··· DATA PROVIDED ···
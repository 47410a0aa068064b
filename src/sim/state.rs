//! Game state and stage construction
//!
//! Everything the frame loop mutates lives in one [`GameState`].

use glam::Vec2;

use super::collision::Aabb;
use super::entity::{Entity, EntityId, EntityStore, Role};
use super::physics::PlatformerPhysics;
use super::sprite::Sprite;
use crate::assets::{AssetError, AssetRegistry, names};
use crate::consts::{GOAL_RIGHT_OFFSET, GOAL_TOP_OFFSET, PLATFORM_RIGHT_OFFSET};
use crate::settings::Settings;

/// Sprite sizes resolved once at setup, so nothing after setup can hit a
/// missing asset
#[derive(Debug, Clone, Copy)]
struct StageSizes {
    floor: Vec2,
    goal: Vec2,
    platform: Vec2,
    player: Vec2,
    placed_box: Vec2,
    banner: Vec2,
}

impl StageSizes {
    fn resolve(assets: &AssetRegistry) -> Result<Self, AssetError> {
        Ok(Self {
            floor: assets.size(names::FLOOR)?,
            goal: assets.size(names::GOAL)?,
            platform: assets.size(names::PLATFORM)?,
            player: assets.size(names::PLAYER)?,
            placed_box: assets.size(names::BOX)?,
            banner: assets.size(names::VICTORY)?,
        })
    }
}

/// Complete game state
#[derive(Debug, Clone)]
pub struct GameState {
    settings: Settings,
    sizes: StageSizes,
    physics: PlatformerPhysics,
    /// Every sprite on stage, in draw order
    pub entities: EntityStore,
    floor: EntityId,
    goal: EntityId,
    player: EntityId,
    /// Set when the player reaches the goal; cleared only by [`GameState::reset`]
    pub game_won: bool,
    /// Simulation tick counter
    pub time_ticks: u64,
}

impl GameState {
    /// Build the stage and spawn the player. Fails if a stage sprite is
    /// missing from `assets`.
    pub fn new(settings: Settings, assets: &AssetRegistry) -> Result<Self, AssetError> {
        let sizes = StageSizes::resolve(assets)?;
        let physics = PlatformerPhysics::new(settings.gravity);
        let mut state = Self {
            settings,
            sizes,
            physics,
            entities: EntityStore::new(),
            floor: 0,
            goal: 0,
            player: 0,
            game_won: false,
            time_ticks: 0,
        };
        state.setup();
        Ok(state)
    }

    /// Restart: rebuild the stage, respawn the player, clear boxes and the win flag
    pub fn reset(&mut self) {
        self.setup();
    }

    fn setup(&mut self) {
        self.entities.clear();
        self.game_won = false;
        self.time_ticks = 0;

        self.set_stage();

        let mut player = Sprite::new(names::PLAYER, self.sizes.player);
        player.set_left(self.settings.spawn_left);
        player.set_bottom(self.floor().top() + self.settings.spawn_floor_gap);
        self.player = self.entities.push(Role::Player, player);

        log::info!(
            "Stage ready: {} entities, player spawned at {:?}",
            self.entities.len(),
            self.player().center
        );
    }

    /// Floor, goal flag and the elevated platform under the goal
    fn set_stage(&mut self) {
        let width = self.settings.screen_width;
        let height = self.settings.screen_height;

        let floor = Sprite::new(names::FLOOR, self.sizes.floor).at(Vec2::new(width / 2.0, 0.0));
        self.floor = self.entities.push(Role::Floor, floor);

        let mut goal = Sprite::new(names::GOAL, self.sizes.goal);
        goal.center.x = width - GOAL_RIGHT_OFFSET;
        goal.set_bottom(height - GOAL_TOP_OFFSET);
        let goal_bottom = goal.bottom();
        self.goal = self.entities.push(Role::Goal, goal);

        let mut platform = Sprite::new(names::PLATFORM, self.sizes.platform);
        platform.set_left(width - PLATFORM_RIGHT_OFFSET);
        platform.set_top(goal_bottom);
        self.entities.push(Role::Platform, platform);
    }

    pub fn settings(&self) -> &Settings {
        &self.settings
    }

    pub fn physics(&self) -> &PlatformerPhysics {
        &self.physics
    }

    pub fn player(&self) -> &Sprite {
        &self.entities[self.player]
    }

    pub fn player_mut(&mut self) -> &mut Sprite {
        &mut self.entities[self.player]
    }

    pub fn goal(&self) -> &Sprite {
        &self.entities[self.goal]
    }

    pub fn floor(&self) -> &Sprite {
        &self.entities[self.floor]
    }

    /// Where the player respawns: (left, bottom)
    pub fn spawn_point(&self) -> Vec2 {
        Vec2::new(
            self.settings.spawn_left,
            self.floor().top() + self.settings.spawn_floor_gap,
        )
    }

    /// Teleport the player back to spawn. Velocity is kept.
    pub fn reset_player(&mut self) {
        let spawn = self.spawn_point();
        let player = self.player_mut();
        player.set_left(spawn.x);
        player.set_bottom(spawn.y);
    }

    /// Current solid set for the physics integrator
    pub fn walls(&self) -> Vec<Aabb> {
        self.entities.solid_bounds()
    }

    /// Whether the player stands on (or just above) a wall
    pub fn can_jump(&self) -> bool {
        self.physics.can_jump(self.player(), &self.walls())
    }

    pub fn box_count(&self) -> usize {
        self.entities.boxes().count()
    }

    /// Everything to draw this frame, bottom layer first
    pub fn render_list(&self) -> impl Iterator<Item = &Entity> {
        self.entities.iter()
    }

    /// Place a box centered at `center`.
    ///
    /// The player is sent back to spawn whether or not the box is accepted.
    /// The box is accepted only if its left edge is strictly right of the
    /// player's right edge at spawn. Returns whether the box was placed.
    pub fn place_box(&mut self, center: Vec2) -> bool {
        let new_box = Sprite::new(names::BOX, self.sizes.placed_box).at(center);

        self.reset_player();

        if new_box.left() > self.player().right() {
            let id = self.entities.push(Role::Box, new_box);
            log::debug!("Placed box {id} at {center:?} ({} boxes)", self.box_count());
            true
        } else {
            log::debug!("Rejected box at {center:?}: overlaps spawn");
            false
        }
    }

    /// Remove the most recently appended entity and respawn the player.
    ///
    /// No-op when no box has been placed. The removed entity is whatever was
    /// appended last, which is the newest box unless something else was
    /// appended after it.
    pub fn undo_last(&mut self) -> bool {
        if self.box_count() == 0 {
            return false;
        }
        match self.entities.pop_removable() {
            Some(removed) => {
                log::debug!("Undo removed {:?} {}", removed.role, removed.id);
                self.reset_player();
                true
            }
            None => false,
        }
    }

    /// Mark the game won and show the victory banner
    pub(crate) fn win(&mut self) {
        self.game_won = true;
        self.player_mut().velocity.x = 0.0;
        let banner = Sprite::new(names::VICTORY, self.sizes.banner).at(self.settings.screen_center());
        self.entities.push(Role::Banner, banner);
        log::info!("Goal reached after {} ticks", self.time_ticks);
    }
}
···
··· DATA PROVIDED ···
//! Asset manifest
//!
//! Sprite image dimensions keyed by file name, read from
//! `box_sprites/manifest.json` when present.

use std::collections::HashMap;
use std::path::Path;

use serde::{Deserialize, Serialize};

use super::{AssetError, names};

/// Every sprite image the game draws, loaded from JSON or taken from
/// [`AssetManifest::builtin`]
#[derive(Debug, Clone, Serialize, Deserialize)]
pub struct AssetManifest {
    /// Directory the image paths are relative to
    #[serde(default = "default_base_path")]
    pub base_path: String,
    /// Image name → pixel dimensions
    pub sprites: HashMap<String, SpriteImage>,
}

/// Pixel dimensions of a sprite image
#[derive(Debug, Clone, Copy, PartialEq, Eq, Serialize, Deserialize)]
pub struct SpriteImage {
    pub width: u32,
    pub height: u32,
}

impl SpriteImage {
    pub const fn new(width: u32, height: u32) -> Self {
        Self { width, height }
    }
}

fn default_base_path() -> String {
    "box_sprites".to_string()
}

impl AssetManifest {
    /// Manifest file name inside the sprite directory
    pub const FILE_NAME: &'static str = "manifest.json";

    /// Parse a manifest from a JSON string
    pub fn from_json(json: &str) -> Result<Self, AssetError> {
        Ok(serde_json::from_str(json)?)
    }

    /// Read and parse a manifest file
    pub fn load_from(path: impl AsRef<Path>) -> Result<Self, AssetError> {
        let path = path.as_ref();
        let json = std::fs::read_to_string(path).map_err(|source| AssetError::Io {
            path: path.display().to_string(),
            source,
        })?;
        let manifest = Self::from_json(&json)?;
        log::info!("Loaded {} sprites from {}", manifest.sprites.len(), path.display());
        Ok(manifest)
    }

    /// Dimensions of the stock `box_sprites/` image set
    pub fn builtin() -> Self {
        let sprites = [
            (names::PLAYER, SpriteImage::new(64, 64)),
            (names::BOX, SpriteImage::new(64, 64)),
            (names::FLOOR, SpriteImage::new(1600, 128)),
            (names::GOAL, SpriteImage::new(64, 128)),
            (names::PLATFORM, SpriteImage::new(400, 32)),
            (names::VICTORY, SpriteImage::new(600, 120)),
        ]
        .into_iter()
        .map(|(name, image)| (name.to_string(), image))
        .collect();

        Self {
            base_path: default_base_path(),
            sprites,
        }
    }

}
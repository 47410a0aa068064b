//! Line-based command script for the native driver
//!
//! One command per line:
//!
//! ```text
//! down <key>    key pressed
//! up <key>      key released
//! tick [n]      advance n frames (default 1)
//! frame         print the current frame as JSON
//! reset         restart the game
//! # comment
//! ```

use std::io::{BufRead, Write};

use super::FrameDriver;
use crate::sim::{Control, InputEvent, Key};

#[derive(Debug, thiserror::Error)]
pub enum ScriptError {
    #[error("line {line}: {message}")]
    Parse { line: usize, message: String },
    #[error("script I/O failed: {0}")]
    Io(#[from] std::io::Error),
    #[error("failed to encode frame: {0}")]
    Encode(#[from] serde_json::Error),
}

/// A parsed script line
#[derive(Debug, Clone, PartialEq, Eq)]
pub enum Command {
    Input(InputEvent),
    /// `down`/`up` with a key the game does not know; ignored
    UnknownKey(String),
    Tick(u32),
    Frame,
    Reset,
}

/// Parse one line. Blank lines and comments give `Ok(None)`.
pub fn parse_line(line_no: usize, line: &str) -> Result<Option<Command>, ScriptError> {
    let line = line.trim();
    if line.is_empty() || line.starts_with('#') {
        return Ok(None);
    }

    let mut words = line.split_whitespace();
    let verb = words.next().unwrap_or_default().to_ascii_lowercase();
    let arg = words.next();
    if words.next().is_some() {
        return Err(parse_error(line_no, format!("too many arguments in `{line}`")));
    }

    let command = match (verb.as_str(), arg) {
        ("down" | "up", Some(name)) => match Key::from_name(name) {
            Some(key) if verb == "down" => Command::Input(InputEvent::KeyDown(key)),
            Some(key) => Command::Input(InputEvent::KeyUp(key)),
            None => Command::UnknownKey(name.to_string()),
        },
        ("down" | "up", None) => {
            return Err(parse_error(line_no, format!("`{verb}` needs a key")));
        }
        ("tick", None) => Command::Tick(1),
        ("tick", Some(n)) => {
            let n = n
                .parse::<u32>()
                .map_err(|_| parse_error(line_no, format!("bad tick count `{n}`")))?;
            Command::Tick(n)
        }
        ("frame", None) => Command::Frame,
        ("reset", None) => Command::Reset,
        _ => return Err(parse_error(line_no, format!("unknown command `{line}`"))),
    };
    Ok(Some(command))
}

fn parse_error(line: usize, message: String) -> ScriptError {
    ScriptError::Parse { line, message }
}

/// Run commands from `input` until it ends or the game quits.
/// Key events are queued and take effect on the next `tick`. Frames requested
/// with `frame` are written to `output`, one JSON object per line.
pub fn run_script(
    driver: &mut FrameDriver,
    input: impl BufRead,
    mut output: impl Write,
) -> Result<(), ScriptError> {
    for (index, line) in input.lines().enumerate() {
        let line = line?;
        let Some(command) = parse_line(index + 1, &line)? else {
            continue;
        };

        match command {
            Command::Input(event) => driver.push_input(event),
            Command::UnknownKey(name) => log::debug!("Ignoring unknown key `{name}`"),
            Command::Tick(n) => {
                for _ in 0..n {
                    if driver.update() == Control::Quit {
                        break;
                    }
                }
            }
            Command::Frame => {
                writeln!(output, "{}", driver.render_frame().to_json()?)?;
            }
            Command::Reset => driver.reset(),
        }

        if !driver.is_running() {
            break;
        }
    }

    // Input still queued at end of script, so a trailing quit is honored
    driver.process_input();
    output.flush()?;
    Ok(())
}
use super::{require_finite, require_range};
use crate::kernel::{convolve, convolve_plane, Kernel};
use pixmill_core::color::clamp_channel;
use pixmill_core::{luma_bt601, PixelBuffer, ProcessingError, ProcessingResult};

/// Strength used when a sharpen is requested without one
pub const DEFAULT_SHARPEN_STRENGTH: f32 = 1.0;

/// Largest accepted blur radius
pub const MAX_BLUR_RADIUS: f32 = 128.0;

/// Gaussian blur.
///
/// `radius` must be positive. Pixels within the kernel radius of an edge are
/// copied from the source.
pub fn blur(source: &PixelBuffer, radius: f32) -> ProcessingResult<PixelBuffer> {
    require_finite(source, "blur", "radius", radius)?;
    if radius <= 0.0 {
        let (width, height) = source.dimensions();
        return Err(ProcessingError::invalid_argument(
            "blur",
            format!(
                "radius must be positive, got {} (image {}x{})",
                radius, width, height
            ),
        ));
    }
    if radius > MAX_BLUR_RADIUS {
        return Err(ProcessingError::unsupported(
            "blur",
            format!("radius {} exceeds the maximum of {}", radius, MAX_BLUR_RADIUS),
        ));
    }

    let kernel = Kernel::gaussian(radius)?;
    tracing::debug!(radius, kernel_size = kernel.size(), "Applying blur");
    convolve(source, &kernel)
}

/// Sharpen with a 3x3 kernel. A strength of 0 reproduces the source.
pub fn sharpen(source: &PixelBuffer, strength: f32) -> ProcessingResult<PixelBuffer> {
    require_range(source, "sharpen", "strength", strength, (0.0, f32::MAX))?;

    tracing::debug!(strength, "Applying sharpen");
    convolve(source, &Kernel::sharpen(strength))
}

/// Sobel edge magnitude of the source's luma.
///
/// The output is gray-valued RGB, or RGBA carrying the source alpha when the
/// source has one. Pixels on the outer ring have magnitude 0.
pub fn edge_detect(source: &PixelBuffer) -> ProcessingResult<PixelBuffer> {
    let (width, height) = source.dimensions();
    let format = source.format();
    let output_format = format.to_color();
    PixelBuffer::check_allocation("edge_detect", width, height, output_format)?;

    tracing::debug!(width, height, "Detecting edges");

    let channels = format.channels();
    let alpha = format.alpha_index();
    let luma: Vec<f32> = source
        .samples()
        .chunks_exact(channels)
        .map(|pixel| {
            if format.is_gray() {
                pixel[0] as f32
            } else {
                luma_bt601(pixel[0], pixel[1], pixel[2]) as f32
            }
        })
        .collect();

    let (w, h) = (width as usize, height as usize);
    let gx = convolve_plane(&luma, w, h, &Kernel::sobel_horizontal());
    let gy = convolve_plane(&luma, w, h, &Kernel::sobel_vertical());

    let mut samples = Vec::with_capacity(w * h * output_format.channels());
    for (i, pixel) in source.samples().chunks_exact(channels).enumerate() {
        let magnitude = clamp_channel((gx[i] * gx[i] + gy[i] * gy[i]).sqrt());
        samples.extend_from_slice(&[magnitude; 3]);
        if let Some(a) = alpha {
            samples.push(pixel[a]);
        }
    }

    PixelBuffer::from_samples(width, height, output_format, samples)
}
···
··· DATA PROVIDED ···
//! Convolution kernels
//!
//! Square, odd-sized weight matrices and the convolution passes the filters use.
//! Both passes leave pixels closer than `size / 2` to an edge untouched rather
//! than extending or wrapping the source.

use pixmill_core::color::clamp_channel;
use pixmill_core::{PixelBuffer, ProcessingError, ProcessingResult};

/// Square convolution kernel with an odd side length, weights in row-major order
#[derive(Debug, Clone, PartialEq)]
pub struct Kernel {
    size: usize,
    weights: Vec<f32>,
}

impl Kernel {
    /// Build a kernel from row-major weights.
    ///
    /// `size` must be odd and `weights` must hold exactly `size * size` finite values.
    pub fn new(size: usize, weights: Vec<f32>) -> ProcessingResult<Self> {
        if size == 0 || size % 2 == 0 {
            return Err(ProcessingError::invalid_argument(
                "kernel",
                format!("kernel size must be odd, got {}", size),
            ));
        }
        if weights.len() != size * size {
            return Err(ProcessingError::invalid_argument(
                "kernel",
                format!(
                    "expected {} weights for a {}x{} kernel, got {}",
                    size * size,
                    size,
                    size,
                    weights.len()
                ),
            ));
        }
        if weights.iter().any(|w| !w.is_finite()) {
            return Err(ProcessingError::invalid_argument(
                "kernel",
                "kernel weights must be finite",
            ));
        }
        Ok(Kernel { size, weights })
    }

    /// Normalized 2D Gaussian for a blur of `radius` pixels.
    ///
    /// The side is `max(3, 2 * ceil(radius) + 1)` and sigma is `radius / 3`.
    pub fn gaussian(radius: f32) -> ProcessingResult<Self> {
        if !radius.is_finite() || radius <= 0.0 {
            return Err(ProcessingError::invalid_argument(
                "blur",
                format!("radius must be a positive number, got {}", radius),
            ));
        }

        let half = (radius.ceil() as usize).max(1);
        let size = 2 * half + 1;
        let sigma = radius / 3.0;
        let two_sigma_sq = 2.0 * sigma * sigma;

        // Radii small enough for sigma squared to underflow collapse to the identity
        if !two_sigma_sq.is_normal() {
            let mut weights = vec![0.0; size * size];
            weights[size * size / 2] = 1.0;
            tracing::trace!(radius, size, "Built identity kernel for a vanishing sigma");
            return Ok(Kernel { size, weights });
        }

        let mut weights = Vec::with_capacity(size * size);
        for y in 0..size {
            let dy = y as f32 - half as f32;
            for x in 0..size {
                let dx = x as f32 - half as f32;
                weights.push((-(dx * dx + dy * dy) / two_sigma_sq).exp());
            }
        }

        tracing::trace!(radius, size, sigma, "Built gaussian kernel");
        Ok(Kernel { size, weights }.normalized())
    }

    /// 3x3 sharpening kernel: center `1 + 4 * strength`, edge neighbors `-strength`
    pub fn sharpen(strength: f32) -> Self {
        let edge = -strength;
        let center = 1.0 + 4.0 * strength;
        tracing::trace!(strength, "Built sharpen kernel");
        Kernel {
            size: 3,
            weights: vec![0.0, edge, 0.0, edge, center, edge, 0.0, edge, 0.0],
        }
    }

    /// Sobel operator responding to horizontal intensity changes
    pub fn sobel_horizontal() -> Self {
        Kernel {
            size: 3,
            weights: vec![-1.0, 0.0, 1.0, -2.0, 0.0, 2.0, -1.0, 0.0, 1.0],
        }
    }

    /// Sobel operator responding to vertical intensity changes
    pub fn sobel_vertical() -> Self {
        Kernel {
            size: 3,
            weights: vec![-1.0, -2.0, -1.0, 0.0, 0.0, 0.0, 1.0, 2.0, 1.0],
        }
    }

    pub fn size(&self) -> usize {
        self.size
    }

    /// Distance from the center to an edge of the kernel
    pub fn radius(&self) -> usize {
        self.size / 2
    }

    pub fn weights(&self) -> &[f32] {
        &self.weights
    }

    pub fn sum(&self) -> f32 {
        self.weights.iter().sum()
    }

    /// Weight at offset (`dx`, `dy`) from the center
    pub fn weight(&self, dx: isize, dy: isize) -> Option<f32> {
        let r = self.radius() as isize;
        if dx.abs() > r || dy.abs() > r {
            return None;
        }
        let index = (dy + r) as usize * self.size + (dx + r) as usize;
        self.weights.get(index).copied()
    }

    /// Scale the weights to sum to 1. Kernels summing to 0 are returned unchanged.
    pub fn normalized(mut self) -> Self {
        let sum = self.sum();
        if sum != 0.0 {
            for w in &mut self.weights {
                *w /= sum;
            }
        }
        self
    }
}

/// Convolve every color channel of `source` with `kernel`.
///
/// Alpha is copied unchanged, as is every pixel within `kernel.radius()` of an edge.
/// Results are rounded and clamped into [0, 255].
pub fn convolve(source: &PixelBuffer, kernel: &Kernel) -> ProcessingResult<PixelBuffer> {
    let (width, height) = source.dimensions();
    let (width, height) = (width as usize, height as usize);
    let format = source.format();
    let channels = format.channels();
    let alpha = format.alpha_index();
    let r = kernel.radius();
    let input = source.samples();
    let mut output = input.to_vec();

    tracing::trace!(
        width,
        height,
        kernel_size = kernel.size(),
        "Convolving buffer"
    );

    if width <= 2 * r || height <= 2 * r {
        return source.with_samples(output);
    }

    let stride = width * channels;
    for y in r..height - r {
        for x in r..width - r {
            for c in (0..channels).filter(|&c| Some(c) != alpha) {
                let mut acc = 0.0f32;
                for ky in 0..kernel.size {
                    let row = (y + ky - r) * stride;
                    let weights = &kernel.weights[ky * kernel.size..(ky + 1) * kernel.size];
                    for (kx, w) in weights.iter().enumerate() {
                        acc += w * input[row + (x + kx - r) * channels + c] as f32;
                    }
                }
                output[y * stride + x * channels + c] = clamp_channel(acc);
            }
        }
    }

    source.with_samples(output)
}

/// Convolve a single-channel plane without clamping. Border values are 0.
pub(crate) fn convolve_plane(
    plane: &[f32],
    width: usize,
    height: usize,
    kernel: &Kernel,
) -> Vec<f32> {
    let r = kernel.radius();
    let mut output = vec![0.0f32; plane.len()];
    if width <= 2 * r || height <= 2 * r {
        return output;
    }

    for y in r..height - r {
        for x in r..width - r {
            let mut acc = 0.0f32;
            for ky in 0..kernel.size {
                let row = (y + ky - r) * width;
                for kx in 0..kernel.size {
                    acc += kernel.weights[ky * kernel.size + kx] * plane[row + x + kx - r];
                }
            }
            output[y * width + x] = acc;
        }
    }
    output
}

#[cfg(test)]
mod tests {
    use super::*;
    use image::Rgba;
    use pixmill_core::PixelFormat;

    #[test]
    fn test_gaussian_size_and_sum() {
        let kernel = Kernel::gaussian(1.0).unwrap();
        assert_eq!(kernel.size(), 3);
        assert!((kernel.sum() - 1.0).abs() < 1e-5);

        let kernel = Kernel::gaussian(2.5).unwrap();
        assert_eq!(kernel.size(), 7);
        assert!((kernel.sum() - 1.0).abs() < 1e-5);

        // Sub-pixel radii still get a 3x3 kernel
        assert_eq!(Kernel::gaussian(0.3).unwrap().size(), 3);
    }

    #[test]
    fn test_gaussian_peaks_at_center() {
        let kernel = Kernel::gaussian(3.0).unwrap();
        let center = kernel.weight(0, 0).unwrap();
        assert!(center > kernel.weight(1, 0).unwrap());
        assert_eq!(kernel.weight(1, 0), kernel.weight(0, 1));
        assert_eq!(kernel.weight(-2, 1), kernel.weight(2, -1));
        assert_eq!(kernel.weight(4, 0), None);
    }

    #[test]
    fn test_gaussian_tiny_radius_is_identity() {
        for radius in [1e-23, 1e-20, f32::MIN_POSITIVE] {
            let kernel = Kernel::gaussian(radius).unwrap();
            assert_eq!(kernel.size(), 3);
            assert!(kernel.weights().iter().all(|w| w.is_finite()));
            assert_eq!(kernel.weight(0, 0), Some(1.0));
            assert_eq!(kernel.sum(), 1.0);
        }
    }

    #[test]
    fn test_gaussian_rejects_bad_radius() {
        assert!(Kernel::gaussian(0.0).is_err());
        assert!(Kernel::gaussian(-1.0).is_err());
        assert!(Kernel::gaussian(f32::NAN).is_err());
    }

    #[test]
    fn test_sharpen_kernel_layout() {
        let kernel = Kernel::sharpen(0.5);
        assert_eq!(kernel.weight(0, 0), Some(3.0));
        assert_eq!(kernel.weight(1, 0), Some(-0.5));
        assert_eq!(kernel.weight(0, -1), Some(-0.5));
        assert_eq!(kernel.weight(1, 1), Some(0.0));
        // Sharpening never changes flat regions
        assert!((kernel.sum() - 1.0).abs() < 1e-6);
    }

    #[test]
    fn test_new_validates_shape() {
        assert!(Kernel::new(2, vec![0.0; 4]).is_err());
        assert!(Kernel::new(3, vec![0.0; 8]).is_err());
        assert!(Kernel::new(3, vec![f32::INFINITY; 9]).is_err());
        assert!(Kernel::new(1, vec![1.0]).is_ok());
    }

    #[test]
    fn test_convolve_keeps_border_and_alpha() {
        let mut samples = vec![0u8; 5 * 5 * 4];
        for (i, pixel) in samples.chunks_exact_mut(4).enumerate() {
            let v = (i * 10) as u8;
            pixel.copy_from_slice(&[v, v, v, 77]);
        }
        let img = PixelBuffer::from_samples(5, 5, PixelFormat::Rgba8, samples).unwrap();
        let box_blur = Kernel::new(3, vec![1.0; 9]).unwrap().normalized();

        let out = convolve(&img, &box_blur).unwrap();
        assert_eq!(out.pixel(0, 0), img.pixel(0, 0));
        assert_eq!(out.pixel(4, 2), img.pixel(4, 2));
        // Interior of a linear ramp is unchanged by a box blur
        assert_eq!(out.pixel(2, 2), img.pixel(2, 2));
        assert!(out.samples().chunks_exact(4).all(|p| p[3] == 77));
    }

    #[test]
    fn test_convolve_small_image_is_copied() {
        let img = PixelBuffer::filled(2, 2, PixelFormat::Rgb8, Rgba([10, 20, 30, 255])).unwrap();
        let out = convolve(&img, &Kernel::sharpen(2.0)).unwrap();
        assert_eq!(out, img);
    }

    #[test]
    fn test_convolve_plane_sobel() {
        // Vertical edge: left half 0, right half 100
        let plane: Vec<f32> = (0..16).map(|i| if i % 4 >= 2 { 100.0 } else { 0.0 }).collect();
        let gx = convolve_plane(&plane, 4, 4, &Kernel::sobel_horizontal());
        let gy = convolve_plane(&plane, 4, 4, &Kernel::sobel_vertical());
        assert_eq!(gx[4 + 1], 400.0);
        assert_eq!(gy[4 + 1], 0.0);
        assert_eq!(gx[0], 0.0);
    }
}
···
### TASK BRIEF:
Nothing but the lines with "bool" should be returned, copied from the entries above.

### WRITTEN ANSWER:
    pub game_won: bool,
    pub fn can_jump(&self) -> bool {
    pub fn place_box(&mut self, center: Vec2) -> bool {
    pub fn undo_last(&mut self) -> bool {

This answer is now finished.